[WHAT YOU WILL DO]: Whenever a line in the material below includes "AssemblyHashAlgorithm", copy that line.

[LISTED ENTRIES]:
//! Matching assembly identities against `AssemblyRef` rows.

use crate::{
    metadata::{
        identity::{AssemblyIdentity, StrongNameToken, VersionMatcher},
        image::Image,
        tables::TableId,
        token::Token,
    },
    Result,
};

/// Find the first `AssemblyRef` row of `image` that names `identity`.
///
/// Names and cultures compare exactly; versions compare according to
/// [`VersionMatcher::for_name`]. Both sides must agree on having a public key or token. When
/// one side holds a full key and the other a token, the key is reduced to its token first.
///
/// # Errors
/// Returns [`crate::Error::InvalidPublicKey`] if a key that has to be reduced is malformed, or
/// an error if a row can not be read.
pub fn find_assembly_ref(image: &Image, identity: &AssemblyIdentity) -> Result<Option<Token>> {
    let matcher = VersionMatcher::for_name(&identity.name);
    let mut wanted_token: Option<StrongNameToken> = None;

    for assembly_ref in image.enum_table(TableId::AssemblyRef)? {
        let candidate = AssemblyIdentity::from_assembly_ref(image, assembly_ref)?;

        if !matcher.matches(&identity.version, &candidate.version)
            || candidate.name != identity.name
            || candidate.culture != identity.culture
            || candidate.is_strong_named() != identity.is_strong_named()
        {
            continue;
        }

        if identity.is_strong_named() {
            if identity.has_public_key() == candidate.has_public_key() {
                if identity.public_key_or_token != candidate.public_key_or_token {
                    continue;
                }
            } else {
                if wanted_token.is_none() {
                    wanted_token = identity.public_key_token()?;
                }
                if wanted_token != candidate.public_key_token()? {
                    continue;
                }
            }
        }

        return Ok(Some(assembly_ref));
    }

    Ok(None)
}

/// Returns true if the `AssemblyRef` row `assembly_ref` of `ref_image` names the manifest
/// assembly of `assembly_image`.
///
/// All four version components must match. An image without an `Assembly` row is never the
/// target of a reference.
///
/// # Errors
/// Returns [`crate::Error::InvalidPublicKey`] if the manifest key is malformed, or an error if
/// a row can not be read.
pub fn assembly_ref_points_to_assembly(
    ref_image: &Image,
    assembly_ref: Token,
    assembly_image: &Image,
) -> Result<bool> {
    if !assembly_image.has_assembly()? {
        return Ok(false);
    }

    let reference = AssemblyIdentity::from_assembly_ref(ref_image, assembly_ref)?;
    let assembly = AssemblyIdentity::from_assembly(assembly_image)?;

    if reference.version != assembly.version
        || reference.name != assembly.name
        || reference.culture != assembly.culture
        || reference.is_strong_named() != assembly.is_strong_named()
    {
        return Ok(false);
    }

    if !reference.is_strong_named() {
        return Ok(true);
    }

    if reference.has_public_key() {
        return Ok(reference.public_key_or_token == assembly.public_key_or_token);
    }

    let token = assembly.public_key_token()?;
    Ok(token.is_some_and(|token| token.as_bytes().as_slice() == reference.public_key_or_token))
}
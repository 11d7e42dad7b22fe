//! Factory methods for in-memory images.
//!
//! Every image built here uses one of a handful of fixed module version ids. Tests that need
//! two distinct modules pick two different ids; tests that need one module seen from two sides
//! pass clones of the same [`Image`].

use uguid::{guid, Guid};

use crate::metadata::{
    identity::{AssemblyIdentity, AssemblyVersion},
    image::Image,
    storage::ImageBuilder,
};

/// First module version id
pub fn mvid_a() -> Guid {
    guid!("1c4e8f9a-2b3d-4c5e-8f60-718293a4b5c6")
}

/// Second module version id
pub fn mvid_b() -> Guid {
    guid!("2d5f90ab-3c4e-4d6f-9071-8293a4b5c6d7")
}

/// Third module version id
pub fn mvid_c() -> Guid {
    guid!("3e60a1bc-4d5f-4e70-8182-93a4b5c6d7e8")
}

/// A module named `A.dll` holding only the `<Module>` type
pub fn simple_image() -> Image {
    ImageBuilder::new("A.dll", mvid_a())
        .expect("module row")
        .build()
}

/// A manifest module: `module_name` with an `Assembly` row for `asm_name` version 1.0.0.0,
/// strong named with `key` unless it is empty
pub fn assembly_image(module_name: &str, mvid: Guid, asm_name: &str, key: &[u8]) -> Image {
    let mut identity = AssemblyIdentity::new(asm_name, AssemblyVersion::new(1, 0, 0, 0));
    if !key.is_empty() {
        identity = identity.with_public_key(key);
    }

    let mut builder = ImageBuilder::new(module_name, mvid).expect("module row");
    builder.assembly(&identity).expect("assembly row");
    builder.build()
}
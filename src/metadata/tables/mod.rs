//! Metadata table identifiers, column addressing and flag constants.
//!
//! This module describes the shape of the tables without owning any rows; rows live behind
//! the [`crate::metadata::storage::TableStore`] trait.
//!
//! # Key Components
//!
//! - [`TableId`] - The ECMA-335 table kinds, high byte of every token
//! - [`Column`] / [`ColumnKind`] - Typed addressing of the columns the importer touches
//! - [`CodedIndexType`] - Multi-table index columns and their encoding
//! - [`AssemblyFlags`], [`AssemblyHashAlgorithm`], [`TypeAttributes`], [`FileAttributes`] - Flag values

mod codedindex;
mod column;
mod flags;
mod tableid;

pub use codedindex::CodedIndexType;
pub use column::{Column, ColumnKind};
pub use flags::{AssemblyFlags, AssemblyHashAlgorithm, FileAttributes, TypeAttributes};
pub use tableid::TableId;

[TASK RESPONSE]:
//! - [`AssemblyFlags`], [`AssemblyHashAlgorithm`], [`TypeAttributes`], [`FileAttributes`] - Flag values
pub use flags::{AssemblyFlags, AssemblyHashAlgorithm, FileAttributes, TypeAttributes};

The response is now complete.